The group also announced that finance chief Aditya Mittal will take over as chief executive from his father Lakshmi, who founded the company in 1976 and will become executive chairman.

"We have worked closely together since he joined the company in 1997, indeed in recent years we have effectively been managing the company together," Lakshmi Mittal said in a statement. The Mittal family owns more than 35% of the company.

ArcelorMittal, which employs about 190,000, said it would run a $1 billion cost-cutting programme over the next two years which will include boosting productivity, cutting contractor numbers and reducing office staff by a fifth.

Chairman Lakshmi Mittal said market conditions had improved in the fourth quarter, and the company now forecasts 4.5-5.5% growth in steel demand this year.

For the year ahead, new CEO Aditya Mittal told a conference call that customers were rebuilding steel inventories and end-user demand was recovering following summer lockdowns.

Germany's Thyssenkrupp on Wednesday raised its full-year outlook for the first time in nearly four years, boosted by a recovery at its steel unit.

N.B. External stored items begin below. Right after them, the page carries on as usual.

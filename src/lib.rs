//! Midway Algo - Geometry engine for the Midway meetup planner
//!
//! This library computes the "meeting area" for a group of participants:
//! a spherical centroid for map centering plus a minimum enclosing circle
//! that derives the venue search radius. All operations are pure and
//! stateless; page rendering, venue lookup and persistence live in the
//! surrounding application.

pub mod config;
pub mod core;
pub mod models;

// Re-export commonly used types
pub use crate::core::{GeometryEngine, MeetingArea, expand_circle, haversine_distance, minimum_enclosing_circle, spherical_centroid};
pub use crate::models::{Circle, ClassifiedCandidate, GeoPoint, GeometryTunables, Participant, VenueCandidate};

ArcelorMittal said it would resume dividend payments, of $0.30 per share, and would return a further $570 million to shareholders through a new share buyback programme in addition to a $650 million buyback announced on Tuesday.

The Luxembourg-based group's shares were down 0.5% at 19.12 euros by 0855 GMT, but have recovered strongly from mid-2020 when they were below 10 euros.

ArcelorMittal also said the impact of the second wave of COVID-19 had so far been limited on its customers in the manufacturing, construction and automotive industries.

Analysts at Jefferies said solid earnings and the new shareholder returns policy should be welcomed by the market.

Fourth-quarter core profit almost doubled to $1.73 billion, beating an average forecast of $1.47 billion in a company poll of analysts.